Eine Besonderheit dieses Genussscheins sind die von der Emittentin den Genussscheingläubigern gestellten Projektsicherheiten im Rang nach der fremdfinanzierenden Bank, die von der emissionsbegleitenden U. bank treuhänderisch gehalten werden. Die U. bank hat die Emission vollständig übernommen und bietet ihren Kunden den Genussschein, der gebührenfrei im Depot verwahrt wird, ab einem Betrag von 2.500,- EUR zum Kauf an.

Verzinsung

Die I. Betriebs-KG begibt den Genussschein als klassisches Wertpapier, das für wachstumsorientierte Anleger der Risikoklasse 3 mit einem überschaubaren Kurs- und Bonitätsrisiko ausgestattet ist. Der Nominalzins von 5,65 % p.a., der für eine Laufzeit bis 31.12.2022 fest ist, ergibt bei einem Verkaufskurs von 102,93 % eine Emissionsrendite von 5,65 % p.a.

Bitte prüfen Sie vor Ihrer Kaufentscheidung den Wertpapierprospekt, der die Basis Ihrer Entscheidung bildet. Zum Wertpapierprospekt (pdf) darzustellen, und die mit der Dienstleistung verbundenen Risiken lediglich wie nachfolgend abgebildet zu benennen ohne konkrete Angaben über die Risiken zu machen.

Sicherheit

Risikoklasse bei der U.:

3 von 5

Höheren Ertragserwartungen stehen höhere Risiken gegenüber; Totalverlust weniger wahrscheinlich.

Wichtige

Informationen

Zum Wertpapierprospekt

Zur Emittentin

II. Die Beklagte wird verurteilt, an die Klagepartei 214,- EUR nebst Zinsen hieraus i.H.v. 5 Prozentpunkten über dem jeweiligen Basiszinssatz seit 12.4.2013 zu bezahlen.

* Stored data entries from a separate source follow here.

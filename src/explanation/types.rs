use serde::{Deserialize, Serialize};
use crate::factors::AdjustmentFactors;
use crate::types::Feature;

/// Complete explanation for one estimate
#[derive(Debug, Clone, Serialize, Deserialize)]
#[serde(rename_all = "camelCase")]
pub struct YieldExplanation {
    pub crop: String,
    pub recognized_crop: bool,
    pub base_yield: f64,
    pub predicted_yield: u64,
    pub adjustment: AdjustmentFactors,
    pub factors: Vec<FactorCard>,
    pub benefits: Vec<BenefitCard>,
    pub warnings: Vec<WarningCard>,
    /// Environmental factor costing the most yield, if any is off-optimum
    pub limiting_factor: Option<Feature>,
    pub recommendation: String,
}

/// Per-feature breakdown
#[derive(Debug, Clone, Serialize, Deserialize)]
#[serde(rename_all = "camelCase")]
pub struct FactorCard {
    pub feature: Feature,
    pub input: f64,
    pub optimum: Option<f64>,
    pub factor: f64,
    pub impact_pct: f64, // (factor - 1) × 100, negative = yield lost
    pub severity: Severity,
}

/// Benefit card for a factor at or above its optimum
#[derive(Debug, Clone, Serialize, Deserialize)]
pub struct BenefitCard {
    pub benefit_type: String, // "soil_ph_optimal", "fertilizer_boost", etc.
    pub feature: Feature,
    pub title: String,
    pub message: String,
    pub detail: String,
}

/// Warning card for a factor costing yield
#[derive(Debug, Clone, Serialize, Deserialize)]
pub struct WarningCard {
    pub warning_type: String, // "soil_ph_acidic", "rainfall_deficit", "unknown_crop"
    pub feature: Option<Feature>,
    pub severity: Severity,
    pub icon: String, // "ℹ️", "⚠️", "⚡", "🚨"
    pub message: String,
    pub detail: String,
    pub advice: String,
}

/// Severity level for warnings
#[derive(Debug, Clone, Copy, PartialEq, Eq, PartialOrd, Ord, Serialize, Deserialize)]
pub enum Severity {
    None,
    Info,
    Low,
    Medium,
    High,
}

impl Severity {
    /// Derive severity from an adjustment factor (1.0 = optimum)
    pub fn from_factor(factor: f64) -> Self {
        match factor {
            f if f >= 0.95 => Severity::None,
            f if f >= 0.85 => Severity::Low,
            f if f >= 0.70 => Severity::Medium,
            _ => Severity::High,
        }
    }

    pub fn icon(&self) -> &'static str {
        match self {
            Severity::None => "",
            Severity::Info => "ℹ️",
            Severity::Low => "⚠️",
            Severity::Medium => "⚡",
            Severity::High => "🚨",
        }
    }
}

/// Fragment of explanation from a single factor
#[derive(Debug, Clone)]
pub struct FactorFragment {
    pub card: FactorCard,
    pub benefit: Option<BenefitCard>,
    pub warning: Option<WarningCard>,
}

impl FactorFragment {
    pub fn with_benefit(card: FactorCard, benefit: BenefitCard) -> Self {
        Self {
            card,
            benefit: Some(benefit),
            warning: None,
        }
    }

    pub fn with_warning(card: FactorCard, warning: WarningCard) -> Self {
        Self {
            card,
            benefit: None,
            warning: Some(warning),
        }
    }

    /// Card only, nothing worth calling out
    pub fn neutral(card: FactorCard) -> Self {
        Self {
            card,
            benefit: None,
            warning: None,
        }
    }
}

III. Die Berufung der Beklagten wird zurückgewiesen.

IV. Die Kosten des Rechtsstreits (beider Instanzen) trägt die Beklagte.

V. Das Urteil ist vorläufig vollstreckbar.

Beschluss

Der Streitwert für das Berufungsverfahren wird auf 20.000,- EUR festgesetzt.

 

Gründe

Der Kläger ist der Dachverband aller 16 Verbraucherzentralen der Bundesländer und weiterer 26 Verbraucher- und sozialorientierter Organisationen in Deutschland. Er nimmt nach seiner Satzung Verbraucherinteressen wahr und ist in die Liste der qualifizierten Einrichtungen nach § 4 UKlaG eingetragen. Die beklagte U. bank bietet Finanzdienstleistungen an und hat unter ihrer Internetadresse www.u.de am 5.11.2012 einen "Genussschein S ..." beworben (Anlage K1).

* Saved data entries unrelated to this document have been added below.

//! The scheduler loops, one per concurrency-control mode.
//!
//! A single scheduler thread owns all concurrency-control state: the lock
//! table and parked transactions under locking, the active set under
//! parallel OCC. Worker threads only ever execute transaction bodies and
//! (in parallel OCC) validations over by-value snapshots, so none of that
//! state needs interior locking.
//!
//! Transactions move by ownership: request channel, to the scheduler, to a
//! worker, back through the completion channel, out through the result
//! channel. The lock table and active set hold [`TxnId`] handles and copied
//! key sets, never the transaction itself.

use crate::pool::WorkerPool;
use crossbeam_channel::{Receiver, Sender};
use lockstep_core::txn::{Txn, TxnOutcome, TxnStatus};
use lockstep_core::types::{CcMode, Key, TxnId};
use lockstep_locks::{ExclusiveLockManager, LockManager, SharedExclusiveLockManager};
use lockstep_storage::TxnStore;
use rustc_hash::{FxHashMap, FxHashSet};
use std::collections::VecDeque;
use std::sync::atomic::{AtomicBool, Ordering};
use std::sync::Arc;
use tracing::debug;

/// Completed transactions admitted to validation per scheduler iteration
/// under parallel OCC. Bounding the drain keeps the loop responsive to new
/// admissions under burst load, and it bounds the active-set snapshot each
/// validator copies.
const VALIDATION_BATCH: usize = 200;

/// Read/write key sets of a transaction currently in validation.
///
/// Validators receive these by value; they share nothing with the
/// transaction they describe.
#[derive(Clone)]
struct ActivePeer {
    reads: FxHashSet<Key>,
    writes: FxHashSet<Key>,
}

impl ActivePeer {
    fn of(txn: &Txn) -> Self {
        ActivePeer {
            reads: txn.readset().clone(),
            writes: txn.writeset().clone(),
        }
    }

    fn observes(&self, key: Key) -> bool {
        self.reads.contains(&key) || self.writes.contains(&key)
    }
}

pub(crate) struct Scheduler {
    mode: CcMode,
    store: Arc<TxnStore>,
    pool: WorkerPool,
    live: Arc<AtomicBool>,
    requests_tx: Sender<Txn>,
    requests_rx: Receiver<Txn>,
    completions_tx: Sender<Txn>,
    completions_rx: Receiver<Txn>,
    validated_tx: Sender<(Txn, bool)>,
    validated_rx: Receiver<(Txn, bool)>,
    results_tx: Sender<Txn>,
}

impl Scheduler {
    #[allow(clippy::too_many_arguments)]
    pub(crate) fn new(
        mode: CcMode,
        store: Arc<TxnStore>,
        pool: WorkerPool,
        live: Arc<AtomicBool>,
        requests_tx: Sender<Txn>,
        requests_rx: Receiver<Txn>,
        results_tx: Sender<Txn>,
    ) -> Self {
        let (completions_tx, completions_rx) = crossbeam_channel::unbounded();
        let (validated_tx, validated_rx) = crossbeam_channel::unbounded();
        Scheduler {
            mode,
            store,
            pool,
            live,
            requests_tx,
            requests_rx,
            completions_tx,
            completions_rx,
            validated_tx,
            validated_rx,
            results_tx,
        }
    }

    /// Run the mode's loop until the processor shuts down.
    pub(crate) fn run(self) {
        debug!(mode = %self.mode, "scheduler started");
        match self.mode {
            CcMode::Serial => self.run_serial(),
            CcMode::ExclusiveLocking => self.run_locking(ExclusiveLockManager::new()),
            CcMode::SharedLocking => self.run_locking(SharedExclusiveLockManager::new()),
            CcMode::Occ => self.run_occ(),
            CcMode::ParallelOcc => self.run_parallel_occ(),
        }
    }

    fn alive(&self) -> bool {
        self.live.load(Ordering::Acquire)
    }

    // =========================================================================
    // Serial
    // =========================================================================

    fn run_serial(self) {
        while self.alive() {
            match self.requests_rx.try_recv() {
                Ok(mut txn) => {
                    execute(&mut txn, &self.store);
                    self.finalize(txn);
                }
                Err(_) => std::thread::yield_now(),
            }
        }
    }

    // =========================================================================
    // Two-phase locking (both variants)
    // =========================================================================

    fn run_locking<L: LockManager>(self, mut locks: L) {
        // Transactions holding incomplete lock sets, parked until their
        // wait counters drain.
        let mut parked: FxHashMap<TxnId, Txn> = FxHashMap::default();
        let mut runnable: VecDeque<TxnId> = VecDeque::new();

        while self.alive() {
            let mut idle = true;

            // Admit at most one new request per iteration.
            if let Ok(txn) = self.requests_rx.try_recv() {
                idle = false;
                let mut blocked = 0;
                // A key in both sets takes only the write lock; each
                // transaction appears at most once per key queue.
                for &key in txn.readset() {
                    if txn.writeset().contains(&key) {
                        continue;
                    }
                    if !locks.read_lock(txn.id(), key) {
                        blocked += 1;
                    }
                }
                for &key in txn.writeset() {
                    if !locks.write_lock(txn.id(), key) {
                        blocked += 1;
                    }
                }
                if blocked == 0 {
                    self.dispatch_execute(txn);
                } else {
                    debug!(txn = %txn.id(), blocked, "parked awaiting locks");
                    parked.insert(txn.id(), txn);
                }
            }

            // Finalize everything that finished running.
            while let Ok(txn) = self.completions_rx.try_recv() {
                idle = false;
                for &key in txn.readset() {
                    if txn.writeset().contains(&key) {
                        continue;
                    }
                    runnable.extend(locks.release(txn.id(), key));
                }
                for &key in txn.writeset() {
                    runnable.extend(locks.release(txn.id(), key));
                }
                self.finalize(txn);
            }

            // Dispatch transactions whose last lock just arrived.
            while let Some(id) = runnable.pop_front() {
                idle = false;
                let txn = parked
                    .remove(&id)
                    .expect("runnable transaction is parked");
                self.dispatch_execute(txn);
            }

            if idle {
                std::thread::yield_now();
            }
        }
    }

    // =========================================================================
    // OCC, validation on the scheduler thread
    // =========================================================================

    fn run_occ(self) {
        while self.alive() {
            let mut idle = true;

            if let Ok(mut txn) = self.requests_rx.try_recv() {
                idle = false;
                txn.set_occ_start_time(self.store.now());
                self.dispatch_execute(txn);
            }

            while let Ok(mut txn) = self.completions_rx.try_recv() {
                idle = false;
                let start = txn.occ_start_time();
                let unchanged = |key: &Key| self.store.last_modified(*key) <= start;
                let verified =
                    txn.readset().iter().all(unchanged) && txn.writeset().iter().all(unchanged);

                match txn.status() {
                    TxnStatus::CompletedCommit if verified => {
                        apply_writes(&mut txn, &self.store);
                        self.post(txn);
                    }
                    TxnStatus::CompletedCommit => {
                        debug!(txn = %txn.id(), "validation failed; restarting");
                        txn.reset_for_restart();
                        let _ = self.requests_tx.send(txn);
                    }
                    TxnStatus::CompletedAbort => {
                        txn.set_status(TxnStatus::Aborted);
                        self.post(txn);
                    }
                    status => invalid_completion(txn.id(), status),
                }
            }

            if idle {
                std::thread::yield_now();
            }
        }
    }

    // =========================================================================
    // OCC, validation on worker threads
    // =========================================================================

    fn run_parallel_occ(self) {
        // Transactions that entered validation and have not come back.
        let mut active: FxHashMap<TxnId, ActivePeer> = FxHashMap::default();

        while self.alive() {
            let mut idle = true;

            if let Ok(mut txn) = self.requests_rx.try_recv() {
                idle = false;
                txn.set_occ_start_time(self.store.now());
                self.dispatch_execute(txn);
            }

            // Hand completed transactions to validators, in bounded batches.
            for _ in 0..VALIDATION_BATCH {
                let Ok(txn) = self.completions_rx.try_recv() else {
                    break;
                };
                idle = false;
                // The snapshot excludes the transaction itself.
                let peers: Vec<ActivePeer> = active.values().cloned().collect();
                active.insert(txn.id(), ActivePeer::of(&txn));
                let store = Arc::clone(&self.store);
                let validated = self.validated_tx.clone();
                self.pool.run_task(move || {
                    validate(txn, peers, &store, &validated);
                });
            }

            // Retire validated transactions, in bounded batches.
            for _ in 0..VALIDATION_BATCH {
                let Ok((mut txn, verified)) = self.validated_rx.try_recv() else {
                    break;
                };
                idle = false;
                active.remove(&txn.id());
                if verified {
                    self.post(txn);
                } else {
                    debug!(txn = %txn.id(), "validation failed; restarting");
                    txn.reset_for_restart();
                    let _ = self.requests_tx.send(txn);
                }
            }

            if idle {
                std::thread::yield_now();
            }
        }
    }

    // =========================================================================
    // Shared plumbing
    // =========================================================================

    /// Hand a transaction body to a worker.
    fn dispatch_execute(&self, txn: Txn) {
        let store = Arc::clone(&self.store);
        let completions = self.completions_tx.clone();
        self.pool.run_task(move || {
            let mut txn = txn;
            execute(&mut txn, &store);
            let _ = completions.send(txn);
        });
    }

    /// Certify a completed transaction (serial and locking paths) and post
    /// the result.
    fn finalize(&self, mut txn: Txn) {
        match txn.status() {
            TxnStatus::CompletedCommit => {
                apply_writes(&mut txn, &self.store);
            }
            TxnStatus::CompletedAbort => {
                txn.set_status(TxnStatus::Aborted);
            }
            status => invalid_completion(txn.id(), status),
        }
        self.post(txn);
    }

    fn post(&self, txn: Txn) {
        debug!(txn = %txn.id(), status = ?txn.status(), "posting result");
        let _ = self.results_tx.send(txn);
    }
}

/// Prefetch, run the program body, and record its decision.
///
/// Keys in the writeset are prefetched along with the readset so that
/// read-modify-write bodies see current values. Storage is not written
/// here; installing writes is the certifying side's job.
fn execute(txn: &mut Txn, store: &TxnStore) {
    txn.clear_buffers();
    let keys: Vec<Key> = txn
        .readset()
        .iter()
        .chain(txn.writeset().iter())
        .copied()
        .collect();
    for key in keys {
        if let Some(value) = store.read(key) {
            txn.stage_read(key, value);
        }
    }
    let outcome = txn.execute_program();
    txn.set_status(match outcome {
        TxnOutcome::Commit => TxnStatus::CompletedCommit,
        TxnOutcome::Abort => TxnStatus::CompletedAbort,
    });
}

/// Install buffered writes and mark the transaction committed.
fn apply_writes(txn: &mut Txn, store: &TxnStore) {
    for (&key, &value) in txn.writes() {
        store.write(key, value);
    }
    txn.set_status(TxnStatus::Committed);
}

/// Backward validation for one transaction, on a worker thread.
///
/// The transaction fails if storage moved past its admission snapshot on
/// any key it read, or if its writeset touches anything a concurrently
/// validating transaction reads or writes. On success the writes are
/// installed *before* the verdict is posted: the next validator must
/// observe the bumped storage timestamps, which is exactly what makes the
/// writeset-versus-storage check unnecessary here.
fn validate(mut txn: Txn, peers: Vec<ActivePeer>, store: &TxnStore, out: &Sender<(Txn, bool)>) {
    match txn.status() {
        TxnStatus::CompletedAbort => {
            // An intentional abort is not a validation failure.
            txn.set_status(TxnStatus::Aborted);
            let _ = out.send((txn, true));
            return;
        }
        TxnStatus::CompletedCommit => {}
        status => invalid_completion(txn.id(), status),
    }

    let start = txn.occ_start_time();
    let mut verified = txn
        .readset()
        .iter()
        .all(|&key| store.last_modified(key) <= start);

    if verified {
        verified = !peers
            .iter()
            .any(|peer| txn.writeset().iter().any(|&key| peer.observes(key)));
    }

    if verified {
        apply_writes(&mut txn, store);
    }
    let _ = out.send((txn, verified));
}

fn invalid_completion(id: TxnId, status: TxnStatus) -> ! {
    panic!("transaction {id} completed with invalid status {status:?}");
}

Der Kläger sieht in dem Angebot Verstöße gegen die verbraucherschützenden Normen der § 31 Abs. 2 WpHG, § 4 Abs. 1, Abs. 2 WpDVerOV und macht daher auf § 2 Abs. 7 UKlaG bzw. § 4 Nr. 11 UWG gestützte Unterlassungsansprüche geltend. Hilfsweise begründet es sein Unterlassungsbegehren mit einer Verletzung der §§ 5, 5a UWG. Er beanstandet zwei Textpassagen in der Produktbeschreibung. Der Abschnitt unter der Überschrift "Sicherheiten" entspreche nicht den Anforderungen des § 4 Abs. 1, Abs. 2 WpDVerOV, zum einen weil die Darstellung der dort angegebenen Projektsicherheiten nicht in einer für den angesprochenen Kunden verständlichen Art erfolgt sei, zum anderen, weil diese als Vorteil herausgestellt würden, ohne entsprechenden Hinweis auf damit einhergehende Risiken. Letzteres gelte auch für die im darauf folgenden Abschnitt hervorgehobene besondere Verzinsung.

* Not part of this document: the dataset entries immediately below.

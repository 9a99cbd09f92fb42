//! Shared/exclusive lock manager.
//!
//! Writes queue as exclusive requests and are granted only at the head.
//! Reads queue as shared requests and are granted as long as no exclusive
//! request is ahead of them, so a run of readers at the head of a queue
//! holds the key together.
//!
//! # Wakeup rule
//!
//! Release removes the caller's request and then examines the head:
//!
//! - a removal below the head grants nobody;
//! - if the new head is exclusive, it was blocked until now: decrement it;
//! - if an exclusive head departed and a shared run now leads the queue,
//!   every request in that run gets a decrement.
//!
//! A transaction whose wait counter reaches zero is reported runnable, in
//! queue order.

use crate::table::{LockManager, LockMode, LockRequest, LockState};
use lockstep_core::types::{Key, TxnId};
use rustc_hash::FxHashMap;
use std::collections::VecDeque;
use tracing::trace;

/// Lock manager with shared read locks and exclusive write locks.
#[derive(Debug, Default)]
pub struct SharedExclusiveLockManager {
    lock_table: FxHashMap<Key, VecDeque<LockRequest>>,
    txn_waits: FxHashMap<TxnId, usize>,
}

impl SharedExclusiveLockManager {
    /// Create an empty lock table.
    pub fn new() -> Self {
        Self::default()
    }

    fn block(&mut self, txn: TxnId) {
        *self.txn_waits.entry(txn).or_insert(0) += 1;
    }

    /// Decrement `txn`'s wait counter; report it runnable at zero.
    fn wake(&mut self, txn: TxnId, woken: &mut Vec<TxnId>) {
        let count = self
            .txn_waits
            .get_mut(&txn)
            .expect("waiting transaction has a wait counter");
        *count -= 1;
        if *count == 0 {
            self.txn_waits.remove(&txn);
            woken.push(txn);
        }
    }
}

impl LockManager for SharedExclusiveLockManager {
    fn read_lock(&mut self, txn: TxnId, key: Key) -> bool {
        let queue = self.lock_table.entry(key).or_default();
        let writer_ahead = queue.iter().any(|req| req.mode == LockMode::Exclusive);
        queue.push_back(LockRequest::new(txn, LockMode::Shared));
        if writer_ahead {
            self.block(txn);
            trace!(%txn, key, "shared lock blocked");
            false
        } else {
            trace!(%txn, key, "shared lock granted");
            true
        }
    }

    fn write_lock(&mut self, txn: TxnId, key: Key) -> bool {
        let queue = self.lock_table.entry(key).or_default();
        let head = queue.is_empty();
        queue.push_back(LockRequest::new(txn, LockMode::Exclusive));
        if head {
            trace!(%txn, key, "exclusive lock granted");
            true
        } else {
            self.block(txn);
            trace!(%txn, key, "exclusive lock blocked");
            false
        }
    }

    fn release(&mut self, txn: TxnId, key: Key) -> Vec<TxnId> {
        let mut woken = Vec::new();
        let Some(queue) = self.lock_table.get_mut(&key) else {
            return woken;
        };
        let Some(pos) = queue.iter().position(|req| req.txn == txn) else {
            return woken;
        };
        let removed = queue.remove(pos).expect("position found above");

        if queue.is_empty() {
            self.lock_table.remove(&key);
            return woken;
        }

        if pos != 0 {
            // Removing a waiter (or a non-head shared holder) cannot grant
            // anyone: the head of the queue is unchanged.
            return woken;
        }

        let new_head_mode = queue.front().expect("queue checked non-empty").mode;
        match new_head_mode {
            LockMode::Exclusive => {
                // The writer reached the head; it was blocked until now.
                let next = queue.front().expect("queue checked non-empty").txn;
                self.wake(next, &mut woken);
            }
            LockMode::Shared if removed.mode == LockMode::Exclusive => {
                // A departing writer exposes a run of readers; grant the
                // whole shared prefix.
                let run: Vec<TxnId> = queue
                    .iter()
                    .take_while(|req| req.mode == LockMode::Shared)
                    .map(|req| req.txn)
                    .collect();
                for reader in run {
                    self.wake(reader, &mut woken);
                }
            }
            LockMode::Shared => {
                // A departing reader leaves the rest of the shared run
                // granted as before.
            }
        }
        woken
    }

    fn status(&self, key: Key) -> LockState {
        let Some(queue) = self.lock_table.get(&key) else {
            return LockState::Unlocked;
        };
        match queue.front() {
            None => LockState::Unlocked,
            Some(head) if head.mode == LockMode::Exclusive => LockState::Exclusive(head.txn),
            Some(_) => LockState::Shared(
                queue
                    .iter()
                    .take_while(|req| req.mode == LockMode::Shared)
                    .map(|req| req.txn)
                    .collect(),
            ),
        }
    }

    fn wait_count(&self, txn: TxnId) -> usize {
        self.txn_waits.get(&txn).copied().unwrap_or(0)
    }
}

Hinsichtlich der weiteren Einzelheiten des erstinstanzlichen Sach- und Streitstandes sowie der gestellten Anträge wird gem. § 540 Abs. 1 Nr. 1 ZPO auf die tatsächlichen Feststellungen im angefochtenen Urteil verwiesen.

Das LG hat dem Unterlassungsbegehren nur hinsichtlich der Textpassage unter der Überschrift "Sicherheiten" stattgegeben, ohne allerdings die (zusätzlich beantragte) Unterlassung des unzureichenden Risikohinweises aufzunehmen und die Klage hinsichtlich der Darstellung der Verzinsung abgewiesen. Zur Begründung hat es ausgeführt, durch die Werbung mit dem streitgegenständlichen Abschnitt "Sicherheiten" verstoße die Beklagte gegen § 31 Abs. 2 WpHG i.V.m. § 4 Abs. 1 WpDVerOV und damit gegen verbraucherschützende Vorschriften i.S.d. § 2 Abs. 2 Nr. 7 UKlaG. Sie hebe als Besonderheit ihres Produkts Projektsicherheiten im Rang nach der fremdfinanzierenden Bank hervor. Diese vom angesprochenen Adressaten als Vorteil empfundene Besonderheit werde nicht hinreichend erläutert. Außerdem werde nicht ...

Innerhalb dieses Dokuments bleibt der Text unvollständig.